Date Available
10-17-2019
Year of Publication
2019
Degree Name
Doctor of Philosophy (PhD)
Document Type
Doctoral Dissertation
College
Arts and Sciences
Department/School/Program
English
First Advisor
Dr. Pearl James
Abstract
My dissertation, titled “I’ve Known Rivers”: Representations of the Mississippi River in African American Literature and Culture, uncovers the impact of the Mississippi River as a powerful, recurring geographical feature in twentieth-century African American literature that conveys the consequences of capitalist expansion on the individual and communal lives of Black Americans.

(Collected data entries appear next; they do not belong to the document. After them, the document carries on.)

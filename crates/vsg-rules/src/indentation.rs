//! Rule `indent_001`: leading whitespace matches the structural indent.
//!
//! # Configuration
//!
//! - `indent_size`: spaces per indent level (default: 2)

use std::collections::BTreeMap;

use vsg_core::{Document, FixAction, OptionError, Rule, TokenSpan, Violation};

use crate::options::{usize_option, usize_value};

/// Checks the indentation of every non-blank line.
#[derive(Debug, Clone, Copy)]
pub struct Indentation {
    indent_size: usize,
}

impl Default for Indentation {
    fn default() -> Self {
        Self::new()
    }
}

impl Indentation {
    /// Creates the rule with two spaces per level.
    #[must_use]
    pub fn new() -> Self {
        Self { indent_size: 2 }
    }

    /// Sets the number of spaces per level.
    #[must_use]
    pub fn indent_size(mut self, size: usize) -> Self {
        self.indent_size = size;
        self
    }
}

impl Rule for Indentation {
    fn name(&self) -> &str {
        "indent"
    }

    fn identifier(&self) -> &str {
        "001"
    }

    fn description(&self) -> &str {
        "Checks the indentation of lines"
    }

    fn phase(&self) -> u8 {
        4
    }

    fn analyze(&self, doc: &Document, violations: &mut Vec<Violation>) {
        let tokens = doc.tokens();
        for line in 1..=doc.line_count() {
            let range = doc.line_range(line);
            let Some(first) = range.clone().find(|&i| !tokens[i].is_layout()) else {
                continue;
            };
            let Some(level) = tokens[first].indent else {
                continue;
            };
            let expected = level * self.indent_size;
            let leading = &tokens[range.start];
            let (actual, action) = if leading.is_whitespace() {
                (
                    leading.value.chars().count(),
                    FixAction::AdjustWhitespace { width: expected },
                )
            } else {
                (0, FixAction::InsertWhitespace { width: expected })
            };
            if actual != expected {
                violations.push(
                    Violation::new(
                        self.unique_id(),
                        line,
                        TokenSpan::single(range.start),
                        format!("Indent to column {expected}"),
                    )
                    .with_action(action),
                );
            }
        }
    }

    fn configure_option(&mut self, key: &str, value: &toml::Value) -> Result<(), OptionError> {
        match key {
            "indent_size" => {
                self.indent_size = usize_option(key, value)?;
                Ok(())
            }
            _ => Err(OptionError::Unknown {
                key: key.to_string(),
            }),
        }
    }

    fn options(&self) -> BTreeMap<String, toml::Value> {
        BTreeMap::from([("indent_size".to_string(), usize_value(self.indent_size))])
    }
}
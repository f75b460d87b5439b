//! Core types for violations, fixes, and run results.

use miette::{Diagnostic, SourceSpan};
use serde::{Deserialize, Serialize};
use std::collections::BTreeMap;

use crate::document::{Document, TokenSpan};
use crate::severity::SeverityKind;

/// An edit that resolves a violation.
#[derive(Debug, Clone, PartialEq, Eq, Serialize, Deserialize)]
#[serde(tag = "action", rename_all = "snake_case")]
pub enum FixAction {
    /// Replace the value of the first token of the span in place.
    Replace {
        /// New token text.
        value: String,
    },
    /// Resize the whitespace token at the start of the span; width 0 removes it.
    AdjustWhitespace {
        /// Target width in columns.
        width: usize,
    },
    /// Insert whitespace before the first token of the span.
    InsertWhitespace {
        /// Width of the inserted whitespace.
        width: usize,
    },
    /// Delete every token in the span.
    Remove,
}

impl FixAction {
    /// Returns `true` if applying this action shifts token indices.
    #[must_use]
    pub fn is_structural(&self) -> bool {
        match self {
            Self::Replace { .. } => false,
            Self::AdjustWhitespace { width } => *width == 0,
            Self::InsertWhitespace { .. } | Self::Remove => true,
        }
    }
}

/// One non-conformance found by a rule.
#[derive(Debug, Clone, PartialEq, Eq, Serialize, Deserialize)]
pub struct Violation {
    /// Unique id of the rule that produced it (e.g. `entity_500`).
    pub rule: String,
    /// Line number (1-indexed).
    pub line: usize,
    /// Tokens the violation concerns.
    pub span: TokenSpan,
    /// Human-readable remedy.
    pub solution: String,
    /// Edit that resolves the violation, if the rule can fix it.
    #[serde(default, skip_serializing_if = "Option::is_none")]
    pub action: Option<FixAction>,
}

impl Violation {
    /// Creates a violation without a fix action.
    #[must_use]
    pub fn new(
        rule: impl Into<String>,
        line: usize,
        span: TokenSpan,
        solution: impl Into<String>,
    ) -> Self {
        Self {
            rule: rule.into(),
            line,
            span,
            solution: solution.into(),
            action: None,
        }
    }

    /// Attaches a fix action.
    #[must_use]
    pub fn with_action(mut self, action: FixAction) -> Self {
        self.action = Some(action);
        self
    }
}

impl std::fmt::Display for Violation {
    fn fmt(&self, f: &mut std::fmt::Formatter<'_>) -> std::fmt::Result {
        write!(f, "{}:{}: {}", self.rule, self.line, self.solution)
    }
}

/// Converts a violation to a miette diagnostic for rich terminal display.
#[derive(Debug, thiserror::Error, Diagnostic)]
#[error("{rule}: {solution}")]
pub struct ViolationDiagnostic {
    rule: String,
    solution: String,
    #[help]
    help: Option<String>,
    #[label("line {line}")]
    span: SourceSpan,
    line: usize,
    #[diagnostic(severity)]
    level: miette::Severity,
}

impl ViolationDiagnostic {
    /// Builds a diagnostic for `violation`, locating it in `doc`.
    #[must_use]
    pub fn new(violation: &Violation, severity: SeverityKind, doc: &Document) -> Self {
        let offset = doc.byte_offset_of(violation.span.start);
        let length = doc.tokens()[violation.span.range()]
            .iter()
            .map(|t| t.rendered().len())
            .sum::<usize>();
        Self {
            rule: violation.rule.clone(),
            solution: violation.solution.clone(),
            help: violation
                .action
                .as_ref()
                .map(|_| "fixable with --fix".to_string()),
            span: SourceSpan::from((offset, length)),
            line: violation.line,
            level: match severity {
                SeverityKind::Error => miette::Severity::Error,
                SeverityKind::Warning => miette::Severity::Warning,
            },
        }
    }
}

/// Violations of one rule after an analysis pass.
#[derive(Debug, Clone, Serialize, Deserialize)]
pub struct RuleReport {
    /// Unique id of the rule.
    pub rule: String,
    /// Phase the rule runs in.
    pub phase: u8,
    /// Name of the severity assigned to the rule.
    pub severity: String,
    /// Class of that severity.
    pub kind: SeverityKind,
    /// Violations found, in the order the rule reported them.
    pub violations: Vec<Violation>,
}

/// Result of one analysis pass over a document.
#[derive(Debug, Clone, Default, Serialize, Deserialize)]
pub struct RunResult {
    /// Last phase that was analyzed.
    pub last_phase: u8,
    /// Number of rules that ran.
    pub rules_ran: usize,
    /// Reports for every rule with at least one violation, in rule order.
    pub reports: Vec<RuleReport>,
    /// Whether analysis stopped before phase 7 because of errors.
    pub halted_early: bool,
    /// Whether any error-class violation was found.
    pub has_errors: bool,
    /// Violations found per severity name.
    pub severity_counts: BTreeMap<String, usize>,
}

impl RunResult {
    /// All violations with their rule report, ordered by line.
    ///
    /// Violations on the same line keep rule order.
    #[must_use]
    pub fn violations_by_line(&self) -> Vec<(&RuleReport, &Violation)> {
        let mut all: Vec<(&RuleReport, &Violation)> = self
            .reports
            .iter()
            .flat_map(|r| r.violations.iter().map(move |v| (r, v)))
            .collect();
        all.sort_by_key(|(_, v)| v.line);
        all
    }

    /// Total number of violations.
    #[must_use]
    pub fn total_violations(&self) -> usize {
        self.reports.iter().map(|r| r.violations.len()).sum()
    }

    /// Number of error-class violations.
    #[must_use]
    pub fn error_count(&self) -> usize {
        self.reports
            .iter()
            .filter(|r| r.kind == SeverityKind::Error)
            .map(|r| r.violations.len())
            .sum()
    }

    /// Violations reported by one rule.
    #[must_use]
    pub fn violations_for(&self, rule: &str) -> &[Violation] {
        self.reports
            .iter()
            .find(|r| r.rule == rule)
            .map_or(&[], |r| r.violations.as_slice())
    }
}

/// Result of one fix pass.
#[derive(Debug, Clone, Copy, Default, PartialEq, Eq)]
pub struct FixSummary {
    /// Last phase that was processed.
    pub last_phase: u8,
    /// Number of violations fixed.
    pub fixed: usize,
    /// Number of warning-class violations recorded but left in place.
    pub warnings: usize,
}

#[cfg(test)]
mod tests {
    use super::*;

    fn report(rule: &str, kind: SeverityKind, lines: &[usize]) -> RuleReport {
        RuleReport {
            rule: rule.to_string(),
            phase: 1,
            severity: kind.to_string(),
            kind,
            violations: lines
                .iter()
                .map(|&l| Violation::new(rule, l, TokenSpan::single(0), "fix it"))
                .collect(),
        }
    }

    #[test]
    fn violations_by_line_interleaves_rules() {
        let result = RunResult {
            reports: vec![
                report("a_001", SeverityKind::Error, &[3, 1]),
                report("b_001", SeverityKind::Warning, &[2, 3]),
            ],
            ..RunResult::default()
        };
        let order: Vec<(&str, usize)> = result
            .violations_by_line()
            .iter()
            .map(|(r, v)| (r.rule.as_str(), v.line))
            .collect();
        assert_eq!(
            order,
            vec![("a_001", 1), ("b_001", 2), ("a_001", 3), ("b_001", 3)]
        );
    }

    #[test]
    fn counts() {
        let result = RunResult {
            reports: vec![
                report("a_001", SeverityKind::Error, &[1, 2]),
                report("b_001", SeverityKind::Warning, &[2]),
            ],
            ..RunResult::default()
        };
        assert_eq!(result.total_violations(), 3);
        assert_eq!(result.error_count(), 2);
        assert_eq!(result.violations_for("b_001").len(), 1);
        assert!(result.violations_for("c_001").is_empty());
    }

    #[test]
    fn structural_actions() {
        assert!(!FixAction::Replace { value: "X".into() }.is_structural());
        assert!(!FixAction::AdjustWhitespace { width: 2 }.is_structural());
        assert!(FixAction::AdjustWhitespace { width: 0 }.is_structural());
        assert!(FixAction::InsertWhitespace { width: 1 }.is_structural());
        assert!(FixAction::Remove.is_structural());
    }

    #[test]
    fn violation_display() {
        let v = Violation::new("entity_500", 4, TokenSpan::single(0), "Change to lower");
        assert_eq!(v.to_string(), "entity_500:4: Change to lower");
    }
}
//! Configuration export: `--output-configuration` and `--rule-configuration`.

use std::collections::BTreeMap;
use std::path::{Path, PathBuf};

use anyhow::{Context, Result};
use vsg_core::{Config, Scheduler, SeverityDefinition};

/// Parts of the loaded configuration that the scheduler does not hold.
#[derive(Debug, Clone, Default)]
pub struct Export {
    /// Local rules directory in effect.
    pub local_rules: Option<PathBuf>,
    /// File patterns from the command line and configuration.
    pub file_list: Vec<String>,
    /// Extra severities defined by the configuration.
    pub severity: BTreeMap<String, SeverityDefinition>,
}

/// Full effective configuration: every rule with its severity, enabled flag,
/// and options.
#[must_use]
pub fn effective(scheduler: &Scheduler, export: &Export) -> Config {
    Config {
        local_rules: export.local_rules.clone(),
        file_list: export.file_list.clone(),
        severity: export.severity.clone(),
        rule: scheduler.configuration().rule,
        fix_only: None,
    }
}

/// Writes the effective configuration to `path` as JSON.
///
/// # Errors
///
/// Returns an error if the file cannot be written.
pub fn write(scheduler: &Scheduler, export: &Export, path: &Path) -> Result<()> {
    let json = effective(scheduler, export).to_json()?;
    std::fs::write(path, json + "\n")
        .with_context(|| format!("Failed to write configuration: {}", path.display()))?;
    tracing::info!("Wrote configuration to {}", path.display());
    Ok(())
}

/// Prints the configuration of one rule.
///
/// Returns `false` if no rule has that id.
///
/// # Errors
///
/// Returns an error if the configuration cannot be serialized.
pub fn print(scheduler: &Scheduler, export: &Export, id: &str) -> Result<bool> {
    let Some(rule) = scheduler.rule_configuration(id) else {
        eprintln!("ERROR: rule {id} was not found.");
        return Ok(false);
    };
    let config = Config {
        local_rules: export.local_rules.clone(),
        rule: BTreeMap::from([(id.to_string(), rule)]),
        ..Config::default()
    };
    println!("{}", config.to_json()?);
    Ok(true)
}

#[cfg(test)]
mod tests {
    use super::*;
    use vsg_rules::RuleRegistry;

    fn scheduler(config: &str) -> Scheduler {
        Scheduler::builder()
            .rules(RuleRegistry::builtin().into_rules())
            .config(Config::parse(config).unwrap())
            .build()
            .unwrap()
    }

    #[test]
    fn written_configuration_reloads() {
        let tmp = tempfile::tempdir().unwrap();
        let path = tmp.path().join("out.json");
        let source = "[severity.Note]\ntype = \"warning\"\n[rule.entity_500]\nseverity = \"Note\"\ncase = \"upper\"\n";
        let export = Export {
            file_list: vec!["rtl/*.vhd".to_string()],
            severity: Config::parse(source).unwrap().severity,
            ..Export::default()
        };
        write(&scheduler(source), &export, &path).unwrap();

        let reloaded = Config::from_file(&path).unwrap();
        assert_eq!(reloaded.file_list, vec!["rtl/*.vhd"]);
        let entity = &reloaded.rule["entity_500"];
        assert_eq!(entity.severity.as_deref(), Some("Note"));
        assert_eq!(entity.get_str("case", "lower"), "upper");
        assert!(reloaded.rule.contains_key("whitespace_001"));

        // The export configures a fresh scheduler identically.
        let again = Scheduler::builder()
            .rules(RuleRegistry::builtin().into_rules())
            .config(reloaded)
            .build()
            .unwrap();
        assert_eq!(
            again.rule_configuration("entity_500"),
            scheduler(source).rule_configuration("entity_500")
        );
    }

    #[test]
    fn print_unknown_rule() {
        let found = print(&scheduler(""), &Export::default(), "nope_001").unwrap();
        assert!(!found);
        assert!(print(&scheduler(""), &Export::default(), "entity_500").unwrap());
    }
}
//! # vsg-rules
//!
//! Built-in style rules and the rule registry for the VHDL style guide.
//!
//! ## Available Rules
//!
//! | Id | Phase | Description |
//! |----|-------|-------------|
//! | `whitespace_002` | 1 | Replaces tab characters with spaces |
//! | `whitespace_001` | 1 | Removes whitespace at the end of lines |
//! | `comma_001` | 2 | Single space after commas |
//! | `blank_line_001` | 3 | Limits consecutive blank lines |
//! | `indent_001` | 4 | Indents lines by structural level |
//! | `*_500` | 6 | Keyword case (`entity`, `architecture`, `process`, ...) |
//! | `length_001` | 7 | Line length limit (not fixable) |
//!
//! Additional rules can be declared in TOML files of a local rules
//! directory (see [`local`]) or registered directly on a [`RuleRegistry`].
//!
//! ## Usage
//!
//! ```ignore
//! use vsg_core::Scheduler;
//! use vsg_rules::RuleRegistry;
//!
//! let registry = RuleRegistry::load(config.local_rules.as_deref())?;
//! let scheduler = Scheduler::builder()
//!     .rules(registry.into_rules())
//!     .config(config)
//!     .build()?;
//! ```

#![forbid(unsafe_code)]
#![warn(missing_docs)]

mod blank_line;
mod comma;
mod indentation;
mod keyword_case;
mod length;
pub mod local;
mod options;
mod registry;
mod whitespace;

pub use blank_line::ConsecutiveBlankLines;
pub use comma::SpaceAfterComma;
pub use indentation::Indentation;
pub use keyword_case::{keyword_case_rules, KeywordCase};
pub use length::LineLength;
pub use options::Case;
pub use registry::{builtin_rules, maximum_phase, LoadError, RuleRegistry};
pub use whitespace::{TabCharacters, TrailingWhitespace};

/// Re-export core types for convenience.
pub use vsg_core::{Rule, RuleBox, Violation};
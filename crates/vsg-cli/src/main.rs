//! vsg CLI tool.
//!
//! Usage:
//! ```bash
//! vsg [OPTIONS] [FILES]...
//! vsg --fix --backup rtl/*.vhd
//! vsg --list-rules
//! ```

use std::path::PathBuf;

use anyhow::{bail, Context, Result};
use clap::Parser;
use tracing_subscriber::EnvFilter;
use vsg_core::Scheduler;
use vsg_rules::RuleRegistry;

mod commands;
mod config_resolver;

/// Analyzes VHDL files for style guide violations and fixes them
#[derive(Parser)]
#[command(name = "vsg")]
#[command(author, version, about, long_about = None)]
struct Cli {
    /// Files to analyze (glob patterns are expanded)
    files: Vec<String>,

    /// Fix issues found
    #[arg(long)]
    fix: bool,

    /// Fix issues up to and including this phase
    #[arg(long, value_name = "N", requires = "fix", value_parser = phase_parser())]
    fix_phase: Option<u8>,

    /// Skip a phase during analysis and fixing (repeatable or comma-separated)
    #[arg(long, value_name = "N", value_delimiter = ',', value_parser = phase_parser())]
    skip_phase: Vec<u8>,

    /// Run every phase even when earlier phases report errors
    #[arg(long)]
    all_phases: bool,

    /// Copy each file to `<file>.bak` before fixing it
    #[arg(short, long, requires = "fix")]
    backup: bool,

    /// Directory with local rule definitions
    #[arg(long, value_name = "DIR")]
    local_rules: Option<PathBuf>,

    /// Configuration file, TOML or JSON (repeatable, merged in order)
    #[arg(short, long, value_name = "FILE")]
    config: Vec<PathBuf>,

    /// Output format
    #[arg(short, long, default_value = "vsg")]
    output_format: OutputFormat,

    /// Write the effective configuration to a JSON file and exit
    #[arg(long, value_name = "FILE")]
    output_configuration: Option<PathBuf>,

    /// Display the effective configuration of one rule and exit
    #[arg(long, value_name = "ID")]
    rule_configuration: Option<String>,

    /// List available rules and exit
    #[arg(long)]
    list_rules: bool,

    /// Enable verbose output
    #[arg(short, long)]
    verbose: bool,
}

/// Output format for reports.
#[derive(Clone, Copy, Debug, Default, PartialEq, Eq, clap::ValueEnum)]
pub enum OutputFormat {
    /// Per-file violation table with a severity summary.
    #[default]
    Vsg,
    /// One line per violation, for editor integration.
    Syntastic,
    /// One status line per file.
    Summary,
    /// JSON array of per-file results.
    Json,
    /// Rendered diagnostics with source excerpts.
    Fancy,
}

fn phase_parser() -> clap::builder::RangedI64ValueParser<u8> {
    clap::value_parser!(u8).range(1..=i64::from(vsg_core::MAX_PHASE))
}

fn main() -> Result<()> {
    let cli = Cli::parse();

    let filter = if cli.verbose {
        EnvFilter::new("debug")
    } else {
        EnvFilter::new("info")
    };

    tracing_subscriber::fmt()
        .with_env_filter(filter)
        .with_target(false)
        .with_writer(std::io::stderr)
        .init();

    let cwd = std::env::current_dir().context("Failed to read current directory")?;
    let sources = config_resolver::resolve(&cwd, &cli.config);
    let mut config = config_resolver::load(&sources)?;
    if let Some(dir) = &cli.local_rules {
        config.local_rules = Some(dir.clone());
    }

    let registry =
        RuleRegistry::load(config.local_rules.as_deref()).context("Failed to load rules")?;

    let mut patterns = cli.files.clone();
    patterns.append(&mut config.file_list);
    let export = commands::rule_config::Export {
        local_rules: config.local_rules.clone(),
        file_list: patterns.clone(),
        severity: config.severity.clone(),
    };
    let fix_only = config.fix_only.clone();

    let mut scheduler = Scheduler::builder()
        .rules(registry.into_rules())
        .config(config)
        .build()
        .context("Invalid configuration")?;

    if cli.list_rules {
        commands::list_rules::run(&scheduler);
        return Ok(());
    }

    if let Some(path) = &cli.output_configuration {
        commands::rule_config::write(&scheduler, &export, path)?;
        return Ok(());
    }

    if let Some(id) = &cli.rule_configuration {
        if !commands::rule_config::print(&scheduler, &export, id)? {
            std::process::exit(1);
        }
        return Ok(());
    }

    if patterns.is_empty() {
        bail!("No files to analyze: pass FILES or set `file_list` in a configuration file");
    }
    let files = commands::check::expand_files(&patterns)?;

    let options = commands::check::CheckOptions {
        fix: cli.fix,
        fix_phase: cli.fix_phase,
        skip_phases: cli.skip_phase,
        all_phases: cli.all_phases,
        backup: cli.backup,
        format: cli.output_format,
        fix_only,
    };

    let failed = commands::check::run(&mut scheduler, &files, &options)?;

    // Exit with error code if any file still has errors
    if failed {
        std::process::exit(1);
    }

    Ok(())
}
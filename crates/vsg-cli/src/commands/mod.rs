//! Command implementations.

pub mod check;
pub mod list_rules;
pub mod output;
pub mod rule_config;
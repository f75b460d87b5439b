//! Rule trait for defining style rules.

use std::collections::BTreeMap;

use crate::config::{FixFilter, OptionError};
use crate::document::Document;
use crate::severity::ERROR;
use crate::types::Violation;

/// A style rule over a [`Document`].
///
/// A rule is identified by its `name` (the rule family, e.g. `entity`) and
/// its `identifier` (e.g. `500`); together they form the unique id
/// `entity_500`. The scheduler owns the violation list of every rule and
/// passes it in on each invocation.
///
/// # Example
///
/// ```ignore
/// use vsg_core::{Document, Rule, TokenSpan, Violation};
///
/// pub struct NoTrailingSemicolonSpace;
///
/// impl Rule for NoTrailingSemicolonSpace {
///     fn name(&self) -> &str { "semicolon" }
///     fn identifier(&self) -> &str { "001" }
///     fn phase(&self) -> u8 { 2 }
///
///     fn analyze(&self, doc: &Document, violations: &mut Vec<Violation>) {
///         // push a Violation for every offending token
///     }
/// }
/// ```
pub trait Rule: Send + Sync {
    /// Rule family (e.g. "entity").
    fn name(&self) -> &str;

    /// Identifier within the family (e.g. "500").
    fn identifier(&self) -> &str;

    /// Unique id, `name_identifier`.
    fn unique_id(&self) -> String {
        format!("{}_{}", self.name(), self.identifier())
    }

    /// Returns a brief description of what this rule checks.
    fn description(&self) -> &str {
        ""
    }

    /// Ordering bucket, 1 to 7.
    fn phase(&self) -> u8;

    /// Ordering bucket within the phase, 1 to 4.
    fn subphase(&self) -> u8 {
        1
    }

    /// Severity name assigned before any configuration.
    fn default_severity(&self) -> &str {
        ERROR
    }

    /// Whether the rule runs without being enabled in configuration.
    fn enabled_by_default(&self) -> bool {
        true
    }

    /// Whether [`fix`](Self::fix) can resolve violations.
    fn fixable(&self) -> bool {
        true
    }

    /// Appends the violations found in `doc`.
    ///
    /// Must not report the same violation twice for an unchanged document;
    /// callers clear `violations` before analyzing again.
    fn analyze(&self, doc: &Document, violations: &mut Vec<Violation>);

    /// Applies the fix of one violation. Returns `true` if the document changed.
    fn fix_violation(&self, doc: &mut Document, violation: &Violation) -> bool {
        match &violation.action {
            Some(action) => {
                doc.apply(violation.span, action);
                true
            }
            None => false,
        }
    }

    /// Re-analyzes `doc` and fixes the current violations.
    ///
    /// Violations rejected by `filter` are left in place. The rest are applied
    /// in descending span order, so that an insertion or deletion never shifts
    /// a span that is still to be applied. The line index is rebuilt
    /// afterwards and `violations` is left empty.
    ///
    /// Returns the number of violations fixed.
    fn fix(
        &self,
        doc: &mut Document,
        filter: Option<&FixFilter>,
        violations: &mut Vec<Violation>,
    ) -> usize {
        violations.clear();
        if !self.fixable() {
            return 0;
        }
        self.analyze(doc, violations);

        let mut pending: Vec<Violation> = violations
            .drain(..)
            .filter(|v| filter.map_or(true, |f| f.allows(&v.rule, v.line)))
            .collect();
        pending.sort_by(|a, b| b.span.cmp(&a.span));

        let mut fixed = 0;
        for violation in &pending {
            if self.fix_violation(doc, violation) {
                fixed += 1;
            }
        }
        if doc.is_stale() {
            doc.reindex();
        }
        fixed
    }

    /// Sets one option.
    ///
    /// # Errors
    ///
    /// Returns [`OptionError::Unknown`] for keys the rule does not have, and
    /// another variant if the value is rejected.
    fn configure_option(&mut self, key: &str, _value: &toml::Value) -> Result<(), OptionError> {
        Err(OptionError::Unknown {
            key: key.to_string(),
        })
    }

    /// Current option values, for reporting and export.
    fn options(&self) -> BTreeMap<String, toml::Value> {
        BTreeMap::new()
    }
}

/// Type alias for boxed Rule trait objects.
pub type RuleBox = Box<dyn Rule>;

Recent scholarship on the Mississippi River theorizes the relationship between capitalism, geography, and slavery. Walter Johnson’s River of Dark Dreams: Slavery and Empire in the Cotton Kingdom, Sven Beckert’s Empire of Cotton: A Global History, and Edward Baptist’s The Half Has Never Been Told: Slavery and the Making of American Capitalism examine how enslaved black labor contributed to the expansion of capitalism in the nineteenth century, but little is known about artistic representations of the Mississippi in the twentieth century. While scholars point primarily to the Mississippi River’s impact on slavery in the nineteenth century, I’ve Known Rivers reveals how black writers and artists capture the relationship between slavery, capitalism, and the Mississippi River. I consider a wide variety of texts in this study, from Richard Wright’s Uncle Tom’s Children and early 20th century Blues music, to late 20th century novels such as Toni Morrison’s Sula. This broad array of interdisciplinary texts illustrates a literary tradition in which the Mississippi’s representation in twentieth-century African American literature serves as both a reflection of the continuously changing economic landscape and a haunting reminder of slavery’s aftermath through the cotton empire. Furthermore, I’ve Known Rivers demonstrates how traumatic sites of slavery along the river are often reclaimed by black artists as source of empowerment, thereby contributing a long overdue analysis of the Mississippi River in African American literature as a potent symbol of racial progress.
Digital Object Identifier (DOI)
https://doi.org/10.13023/etd.2019.404
Recommended Citation
Gooch, Catherine, "“I’VE KNOWN RIVERS:” REPRESENTATIONS OF THE MISSISSIPPI RIVER IN AFRICAN AMERICAN LITERATURE AND CULTURE" (2019). Theses and Dissertations--English. 97.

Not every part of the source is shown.